»»

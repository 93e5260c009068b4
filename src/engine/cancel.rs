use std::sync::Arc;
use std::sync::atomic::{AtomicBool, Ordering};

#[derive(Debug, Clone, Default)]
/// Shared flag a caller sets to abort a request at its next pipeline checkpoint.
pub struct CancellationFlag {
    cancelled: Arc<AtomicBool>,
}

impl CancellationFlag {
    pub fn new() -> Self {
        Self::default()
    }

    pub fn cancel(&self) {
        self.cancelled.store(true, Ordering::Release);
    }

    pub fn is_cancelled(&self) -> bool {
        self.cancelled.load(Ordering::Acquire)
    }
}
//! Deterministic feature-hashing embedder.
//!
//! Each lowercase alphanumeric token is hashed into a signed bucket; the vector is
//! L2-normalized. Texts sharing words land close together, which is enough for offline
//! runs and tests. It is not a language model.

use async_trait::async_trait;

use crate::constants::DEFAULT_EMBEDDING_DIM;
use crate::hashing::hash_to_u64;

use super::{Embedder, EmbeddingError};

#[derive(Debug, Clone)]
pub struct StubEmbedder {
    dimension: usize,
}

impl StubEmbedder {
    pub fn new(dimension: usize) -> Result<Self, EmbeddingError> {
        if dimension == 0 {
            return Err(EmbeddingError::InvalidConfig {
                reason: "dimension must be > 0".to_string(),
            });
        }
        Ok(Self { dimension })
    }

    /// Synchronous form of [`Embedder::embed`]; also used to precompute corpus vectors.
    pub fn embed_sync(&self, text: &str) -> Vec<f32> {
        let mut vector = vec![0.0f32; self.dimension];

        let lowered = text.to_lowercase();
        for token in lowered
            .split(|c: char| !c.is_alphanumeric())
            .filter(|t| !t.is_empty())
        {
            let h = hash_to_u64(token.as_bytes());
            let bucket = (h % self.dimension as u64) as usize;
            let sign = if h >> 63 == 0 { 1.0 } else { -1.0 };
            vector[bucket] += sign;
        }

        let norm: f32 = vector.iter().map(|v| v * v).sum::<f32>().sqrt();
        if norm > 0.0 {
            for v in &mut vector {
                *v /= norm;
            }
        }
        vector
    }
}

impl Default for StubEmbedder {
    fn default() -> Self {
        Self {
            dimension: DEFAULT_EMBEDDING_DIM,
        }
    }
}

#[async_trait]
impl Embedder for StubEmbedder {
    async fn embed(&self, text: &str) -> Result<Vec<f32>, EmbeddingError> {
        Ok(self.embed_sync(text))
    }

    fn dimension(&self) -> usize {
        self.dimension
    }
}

««
»»

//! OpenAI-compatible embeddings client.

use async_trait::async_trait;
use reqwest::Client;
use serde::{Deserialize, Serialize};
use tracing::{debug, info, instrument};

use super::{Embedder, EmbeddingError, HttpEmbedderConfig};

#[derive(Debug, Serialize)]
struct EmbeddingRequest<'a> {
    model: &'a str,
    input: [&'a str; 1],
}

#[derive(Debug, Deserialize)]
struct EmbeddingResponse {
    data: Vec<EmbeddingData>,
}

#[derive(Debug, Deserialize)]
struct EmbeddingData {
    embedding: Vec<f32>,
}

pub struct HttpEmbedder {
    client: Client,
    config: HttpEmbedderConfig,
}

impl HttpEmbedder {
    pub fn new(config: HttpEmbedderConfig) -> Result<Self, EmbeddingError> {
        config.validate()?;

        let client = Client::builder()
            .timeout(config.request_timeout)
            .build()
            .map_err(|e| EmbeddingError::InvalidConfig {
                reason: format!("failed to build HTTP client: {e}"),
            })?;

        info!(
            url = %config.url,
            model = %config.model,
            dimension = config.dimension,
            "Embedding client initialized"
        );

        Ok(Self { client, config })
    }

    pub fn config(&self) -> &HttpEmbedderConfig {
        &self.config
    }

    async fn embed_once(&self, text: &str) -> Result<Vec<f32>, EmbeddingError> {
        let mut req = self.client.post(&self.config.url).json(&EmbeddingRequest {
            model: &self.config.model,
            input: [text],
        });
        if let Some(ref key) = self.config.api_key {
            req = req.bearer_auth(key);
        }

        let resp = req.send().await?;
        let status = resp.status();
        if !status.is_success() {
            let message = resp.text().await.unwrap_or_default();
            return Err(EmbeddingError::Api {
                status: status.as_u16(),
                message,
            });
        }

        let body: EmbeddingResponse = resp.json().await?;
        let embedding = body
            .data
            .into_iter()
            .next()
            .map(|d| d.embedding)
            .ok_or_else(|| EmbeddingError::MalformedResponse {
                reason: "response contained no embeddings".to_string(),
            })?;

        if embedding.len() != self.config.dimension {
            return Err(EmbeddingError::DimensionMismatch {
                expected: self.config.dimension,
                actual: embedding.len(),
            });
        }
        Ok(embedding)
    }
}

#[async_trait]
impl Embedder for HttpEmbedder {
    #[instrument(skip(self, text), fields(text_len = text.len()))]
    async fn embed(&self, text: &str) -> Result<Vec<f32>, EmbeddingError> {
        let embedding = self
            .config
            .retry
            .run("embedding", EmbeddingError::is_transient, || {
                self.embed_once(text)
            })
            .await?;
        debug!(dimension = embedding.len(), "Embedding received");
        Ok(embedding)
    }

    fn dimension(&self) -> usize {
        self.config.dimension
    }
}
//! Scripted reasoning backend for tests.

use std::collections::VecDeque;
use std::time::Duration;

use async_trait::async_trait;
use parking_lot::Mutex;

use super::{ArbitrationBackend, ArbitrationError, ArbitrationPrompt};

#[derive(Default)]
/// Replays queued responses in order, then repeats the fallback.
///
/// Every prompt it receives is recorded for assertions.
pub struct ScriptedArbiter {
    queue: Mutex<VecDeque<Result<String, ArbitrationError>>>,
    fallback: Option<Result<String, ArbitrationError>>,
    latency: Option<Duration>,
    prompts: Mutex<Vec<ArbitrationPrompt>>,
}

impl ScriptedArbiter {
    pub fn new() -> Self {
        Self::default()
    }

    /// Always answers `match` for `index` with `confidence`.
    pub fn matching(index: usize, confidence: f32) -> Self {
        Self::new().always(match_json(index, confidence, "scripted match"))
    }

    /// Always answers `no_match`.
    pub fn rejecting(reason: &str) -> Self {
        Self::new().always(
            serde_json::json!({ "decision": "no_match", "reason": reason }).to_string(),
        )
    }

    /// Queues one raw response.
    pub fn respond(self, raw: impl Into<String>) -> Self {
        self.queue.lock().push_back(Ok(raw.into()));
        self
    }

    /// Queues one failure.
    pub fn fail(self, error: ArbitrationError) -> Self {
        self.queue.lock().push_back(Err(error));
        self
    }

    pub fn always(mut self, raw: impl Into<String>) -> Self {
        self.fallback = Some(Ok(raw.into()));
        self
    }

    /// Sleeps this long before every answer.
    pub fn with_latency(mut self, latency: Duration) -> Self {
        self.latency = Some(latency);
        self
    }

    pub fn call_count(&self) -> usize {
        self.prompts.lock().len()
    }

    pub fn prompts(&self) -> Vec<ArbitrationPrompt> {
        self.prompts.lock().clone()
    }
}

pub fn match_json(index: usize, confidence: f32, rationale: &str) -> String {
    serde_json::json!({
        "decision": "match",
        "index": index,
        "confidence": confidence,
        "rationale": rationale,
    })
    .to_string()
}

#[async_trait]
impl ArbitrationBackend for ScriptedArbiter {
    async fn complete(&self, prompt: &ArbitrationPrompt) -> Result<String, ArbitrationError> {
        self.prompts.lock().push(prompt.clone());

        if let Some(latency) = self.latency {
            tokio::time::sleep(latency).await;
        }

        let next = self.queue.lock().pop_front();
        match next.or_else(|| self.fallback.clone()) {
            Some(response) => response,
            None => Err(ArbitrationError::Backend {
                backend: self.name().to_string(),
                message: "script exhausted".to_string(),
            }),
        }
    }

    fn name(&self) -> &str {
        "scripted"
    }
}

««
»»

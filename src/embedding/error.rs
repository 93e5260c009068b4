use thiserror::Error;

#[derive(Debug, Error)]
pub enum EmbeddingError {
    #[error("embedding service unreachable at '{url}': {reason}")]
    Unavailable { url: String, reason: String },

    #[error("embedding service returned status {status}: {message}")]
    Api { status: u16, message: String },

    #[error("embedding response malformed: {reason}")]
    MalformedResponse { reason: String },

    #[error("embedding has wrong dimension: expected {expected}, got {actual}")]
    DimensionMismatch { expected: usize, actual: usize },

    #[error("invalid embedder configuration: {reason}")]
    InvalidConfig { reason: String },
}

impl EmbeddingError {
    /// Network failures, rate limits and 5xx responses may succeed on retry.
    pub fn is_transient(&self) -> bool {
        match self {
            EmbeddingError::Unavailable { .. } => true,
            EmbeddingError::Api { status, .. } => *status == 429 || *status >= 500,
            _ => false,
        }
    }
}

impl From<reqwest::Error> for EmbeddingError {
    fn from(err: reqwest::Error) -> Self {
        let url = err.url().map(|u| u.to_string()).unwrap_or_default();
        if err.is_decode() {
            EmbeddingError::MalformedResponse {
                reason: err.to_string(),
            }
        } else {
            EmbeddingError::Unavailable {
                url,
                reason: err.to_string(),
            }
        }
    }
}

««

Try it: Go through the material above and copy each line that has the word "impl".

Exercise solution:
impl CancellationFlag {
impl StubEmbedder {
impl Default for StubEmbedder {
impl Embedder for StubEmbedder {
impl HttpEmbedder {
impl Embedder for HttpEmbedder {
impl ScriptedArbiter {
    pub fn respond(self, raw: impl Into<String>) -> Self {
    pub fn always(mut self, raw: impl Into<String>) -> Self {
impl ArbitrationBackend for ScriptedArbiter {
impl EmbeddingError {
impl From<reqwest::Error> for EmbeddingError {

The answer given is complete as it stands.